Precision current reference

My next adventure in audio hacking involved working with the LM13700 OTA. This is an operational transconductance amplifier; like a regular op-amp, it has differential input and amplifies the difference to the output — but unlike a regular op-amp, this amplifies current rather than voltage. Moreover, it’s a three-terminal device: it has the usual inverting and noninverting inputs, as well as an “amp bias input,” called I_abc. The more current sent to I_abc (though not too much: max allowed is 2mA!), the stronger the amplification. I was able to see generally how this pin worked by using a pot between Vcc and I_abc, but that was a pain to measure and control. A precision current source like you’d find in an SMU would be very helpful. But an SMU costs an arm and a leg… my needs were not so great. Could I make what I needed without breaking the bank?

Source-Measure Units

Even a modest hobbyist in electronics typically has two devices available to them: an adjustable benchtop power supply, and a multimeter. The power supply is a voltage source. Dial in the voltage you want it to produce, connect to your circuit, and depending on the impedance of the circuit, the appropriate amount of current will flow. If you want to adjust that current, you need to work backwards to what the right voltage is. Moreover, the control isn’t super precise: a cheap supply is controlled in 100mV steps, and a better supply will let you control it in 10mV steps.

If you want to send a specific, adjustable amount of current into a circuit, that’s trickier. The device most commonly used for this is called a Source-Measure Unit, or SMU. Keithley makes a well-regarded one, the Keithley 2400. This device can force its output leads to a programmed positive or negative voltage or a programmed positive or negative current, with incredible precision. It can also measure voltage or current at the output to a ridiculous degree of precision, over a range of 100V or more. It also costs $5,000 just for the base model. Even an ancient used SMU from circa 1990 like a Keithley 236 costs over $1k on eBay — and the rack-mount form factor wouldn’t be especially welcome either.

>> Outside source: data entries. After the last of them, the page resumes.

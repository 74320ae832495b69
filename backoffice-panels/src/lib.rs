//! Backoffice Panels - list/detail screens with action state
//!
//! A panel wraps one repository and decorates every record it returns with
//! `_action_state`: for each declared action, whether it can run now and
//! why not. Publishing is gated by the translation policy; translations are
//! minted with `create_translation`; boot validation catches actions wired to
//! nothing.
//!
//! # Architecture
//!
//! ```text
//!            AdminConfig ──► AdminRuntime
//!                                 │
//!                          PanelRegistry ──► validate_wiring
//!                                 │
//!                           PanelBinding
//!      ┌──────────────┬──────────┴─────────┬───────────────────┐
//!      ▼              ▼                    ▼                   ▼
//! ┌──────────┐  ┌────────────┐   ┌──────────────────┐  ┌──────────────┐
//! │Repository│  │ Readiness  │   │  ActionResolver  │  │ Workflow /   │
//! │          │  │  batch     │   │ (_action_state)  │  │ CommandBus   │
//! └──────────┘  └────────────┘   └──────────────────┘  └──────────────┘
//! ```

pub mod action;
pub mod binding;
pub mod config;
pub mod create_translation;
pub mod envelope;
pub mod panel;
pub mod resolver;
pub mod runtime;
pub mod wiring;

pub use action::{Action, ActionAvailability, ActionType, ReasonCode, CREATE_TRANSLATION};
pub use binding::{ActionOutcome, BulkOutcome, PanelBinding};
pub use config::{AdminConfig, ConfigError, PanelConfig};
pub use create_translation::{
    create_translation, localize_path, localize_slug, prepare_translation,
    CreateTranslationResponse, DRAFT_STATUS,
};
pub use envelope::{GroupEnvelope, ListResponse, ListRow, RecordEnvelope};
pub use panel::{Panel, PanelRegistry};
pub use resolver::{translation_blocker_reason, ActionResolver};
pub use runtime::AdminRuntime;
pub use wiring::{issues_to_error, validate_panel, WiringIssue};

You can do some pretty cool things with an SMU, though; by precisely driving current into the base and collector of a BJT, or precisely controlling the gate and drain voltages of a MOSFET, you can characterize the device and reproduce its curve family as seen on the datasheet. SMUs generally have programmable modes where they can step through the current setpoints and take measurements to produce these graphs. That’s neat, but also completely overkill for me.

What I need:

• Control a current source driving 100nA to 10mA
• “Reasonably high” precision: specify current level in 100nA increments up to 10µA, and higher current in 1µA increments
• “Reasonably high” accuracy: ideally 0.5%, but 1% would suffice. But the 0.05% accuracy and 100pA step increment of a Keithley 236 would be drastic overkill.
• Load current regulation as the load varies by 5–8 volts, at up to 20 kHz bandwidth.
• My modular audio devices all run on ±12V, so voltage needs enough headroom to support operation to the rails of the DUT, with compliance at least up to 2mA

Other things I’d like:

• Bipolar / four quadrant operation: sink the same range of current as it can source, and source/sink into either positive or negative DUT voltage
• The “Basic SMU” capability to measure voltage while sourcing/sinking current
  • I already have a 6.5 digit multimeter I can use for precise measurement, so it doesn’t need to be incredibly precise, but a basic 3.5 digit capability to avoid an unnecessary spiderweb of test leads would make life more convenient
• Other simple calculations that can be backed out of knowing both current and voltage (power, resistance…)
• Physical buttons / knobs for controls
• A bright / backlit screen that’s easy to read in lower light

Controlling current

I started out by building and playing around with a Wilson current mirror on a breadboard. Even made of four unmatched BC547’s, this was actually a reasonably stable current sink. Using an op-amp with a potentiometer in the feedback loop, I could convert that sink into a true current source (positive current out); setting the current mirror’s input to 100µA with a resistor and using a large pot to amplify the current up or down was pretty stable up to about 1mA, but this has terrible PSRR, very sensitive to fluctuations in the power rail. Above 1mA, as things got hotter, the current would continue to creep up. Interestingly, adding a second smaller pot (to give myself “coarse” and “fine” adjustment) caused that temperature creep to stop in its tracks. Whether I got lucky with the particular pair of pots or not, they had almost precisely offsetting tempcos! Neat.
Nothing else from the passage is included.